▶ [Work task]
Check each line of the entries below for the word "crate", and copy the lines that have it.

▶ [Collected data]
------------------------------------------------

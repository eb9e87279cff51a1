// ABOUTME: Assistant route handlers for CRUD, business analysis and the widget designer
// ABOUTME: All handlers are scoped to the authenticated owner; foreign ids answer 404
//
// SPDX-License-Identifier: MIT OR Apache-2.0
// Copyright (c) 2025 Air Lab

//! Assistant routes
//!
//! Creation and updates are mirrored to `OpenAI` through
//! [`crate::services::assistants`]; deletion cleans up remotely on a
//! best-effort basis.

use super::{owned_assistant, parse_id};
use crate::database_plugins::DatabaseProvider;
use crate::errors::AppError;
use crate::middleware::authenticate;
use crate::resources::ServerResources;
use crate::services::{
    analyzer,
    assistants::{self, CreateAssistantRequest, UpdateAssistantRequest},
    widget::{render_widget_html, WidgetSettings},
};
use axum::{
    extract::{Path, State},
    http::{HeaderMap, StatusCode},
    response::{IntoResponse, Response},
    routing::{get, post},
    Json, Router,
};
use chrono::Utc;
use serde::{Deserialize, Serialize};
use serde_json::Value;
use std::sync::Arc;

/// Analyzer input
#[derive(Debug, Deserialize)]
pub struct AnalyzeRequest {
    /// Free-form business description
    pub text: String,
}

/// Generated widget snippet
#[derive(Debug, Serialize)]
pub struct WidgetResponse {
    /// Standalone HTML+JS snippet
    pub html: String,
    /// Settings the snippet was rendered with
    pub settings: WidgetSettings,
}

/// Assistant routes
pub struct AssistantRoutes;

impl AssistantRoutes {
    /// Create all assistant routes
    pub fn routes(resources: Arc<ServerResources>) -> Router {
        Router::new()
            .route(
                "/api/assistants",
                post(Self::handle_create).get(Self::handle_list),
            )
            .route("/api/assistants/analyze", post(Self::handle_analyze))
            .route(
                "/api/assistants/:assistant_id",
                get(Self::handle_get)
                    .put(Self::handle_update)
                    .delete(Self::handle_delete),
            )
            .route(
                "/api/assistants/:assistant_id/widget",
                post(Self::handle_widget),
            )
            .with_state(resources)
    }

    async fn handle_create(
        State(resources): State<Arc<ServerResources>>,
        headers: HeaderMap,
        Json(request): Json<CreateAssistantRequest>,
    ) -> Result<Response, AppError> {
        let auth = authenticate(&headers, &resources).await?;
        let assistant = assistants::create_assistant(
            &resources.database,
            resources.openai.as_ref(),
            auth.user_id(),
            &resources.config.openai.default_model,
            request,
        )
        .await?;
        Ok((StatusCode::CREATED, Json(assistant)).into_response())
    }

    async fn handle_list(
        State(resources): State<Arc<ServerResources>>,
        headers: HeaderMap,
    ) -> Result<Response, AppError> {
        let auth = authenticate(&headers, &resources).await?;
        let assistants = resources
            .database
            .list_assistants_for_user(auth.user_id())
            .await?;
        Ok((StatusCode::OK, Json(assistants)).into_response())
    }

    async fn handle_get(
        State(resources): State<Arc<ServerResources>>,
        headers: HeaderMap,
        Path(assistant_id): Path<String>,
    ) -> Result<Response, AppError> {
        let auth = authenticate(&headers, &resources).await?;
        let assistant_id = parse_id(&assistant_id, "assistant")?;
        let assistant = owned_assistant(&resources, assistant_id, auth.user_id()).await?;
        Ok((StatusCode::OK, Json(assistant)).into_response())
    }

    async fn handle_update(
        State(resources): State<Arc<ServerResources>>,
        headers: HeaderMap,
        Path(assistant_id): Path<String>,
        Json(request): Json<UpdateAssistantRequest>,
    ) -> Result<Response, AppError> {
        let auth = authenticate(&headers, &resources).await?;
        let assistant_id = parse_id(&assistant_id, "assistant")?;
        let assistant = owned_assistant(&resources, assistant_id, auth.user_id()).await?;
        let updated = assistants::update_assistant(
            &resources.database,
            resources.openai.as_ref(),
            assistant,
            request,
        )
        .await?;
        Ok((StatusCode::OK, Json(updated)).into_response())
    }

    async fn handle_delete(
        State(resources): State<Arc<ServerResources>>,
        headers: HeaderMap,
        Path(assistant_id): Path<String>,
    ) -> Result<Response, AppError> {
        let auth = authenticate(&headers, &resources).await?;
        let assistant_id = parse_id(&assistant_id, "assistant")?;
        let assistant = owned_assistant(&resources, assistant_id, auth.user_id()).await?;
        assistants::delete_assistant(
            &resources.database,
            resources.openai.as_ref(),
            resources.storage.as_ref(),
            &assistant,
        )
        .await?;
        Ok(StatusCode::NO_CONTENT.into_response())
    }

    async fn handle_analyze(
        State(resources): State<Arc<ServerResources>>,
        headers: HeaderMap,
        Json(request): Json<AnalyzeRequest>,
    ) -> Result<Response, AppError> {
        authenticate(&headers, &resources).await?;
        let analysis = analyzer::analyze(
            resources.openai.as_ref(),
            &resources.config.openai.default_model,
            &request.text,
        )
        .await?;
        Ok((StatusCode::OK, Json(analysis)).into_response())
    }

    /// Render the widget snippet and remember the settings on the assistant
    async fn handle_widget(
        State(resources): State<Arc<ServerResources>>,
        headers: HeaderMap,
        Path(assistant_id): Path<String>,
        Json(settings): Json<WidgetSettings>,
    ) -> Result<Response, AppError> {
        let auth = authenticate(&headers, &resources).await?;
        let assistant_id = parse_id(&assistant_id, "assistant")?;
        let mut assistant = owned_assistant(&resources, assistant_id, auth.user_id()).await?;

        let html = render_widget_html(
            assistant.id,
            &resources.config.public_base_url,
            &settings,
        )?;

        if !assistant.settings.is_object() {
            assistant.settings = Value::Object(serde_json::Map::new());
        }
        if let Some(map) = assistant.settings.as_object_mut() {
            map.insert("widget".to_owned(), serde_json::to_value(&settings)?);
        }
        assistant.updated_at = Utc::now();
        resources.database.update_assistant(&assistant).await?;

        Ok((StatusCode::OK, Json(WidgetResponse { html, settings })).into_response())
    }
}
// ABOUTME: HTTP middleware for authentication, authorization, CORS and request logging
// ABOUTME: Shared by every route module through ServerResources
//
// SPDX-License-Identifier: MIT OR Apache-2.0
// Copyright (c) 2025 Air Lab

/// Bearer token and session cookie authentication
pub mod auth;

/// Admin role guard
pub mod admin_guard;

/// Cross-origin configuration
pub mod cors;

/// Per-request access log
pub mod request_logging;

pub use admin_guard::require_admin;
pub use auth::{authenticate, get_cookie_value};
pub use cors::{setup_cors, widget_cors};
pub use request_logging::log_requests;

------------------------------------------------

▶ [Answer space]
//! [`crate::services::assistants`]; deletion cleans up remotely on a
use crate::database_plugins::DatabaseProvider;
use crate::errors::AppError;
use crate::middleware::authenticate;
use crate::resources::ServerResources;
use crate::services::{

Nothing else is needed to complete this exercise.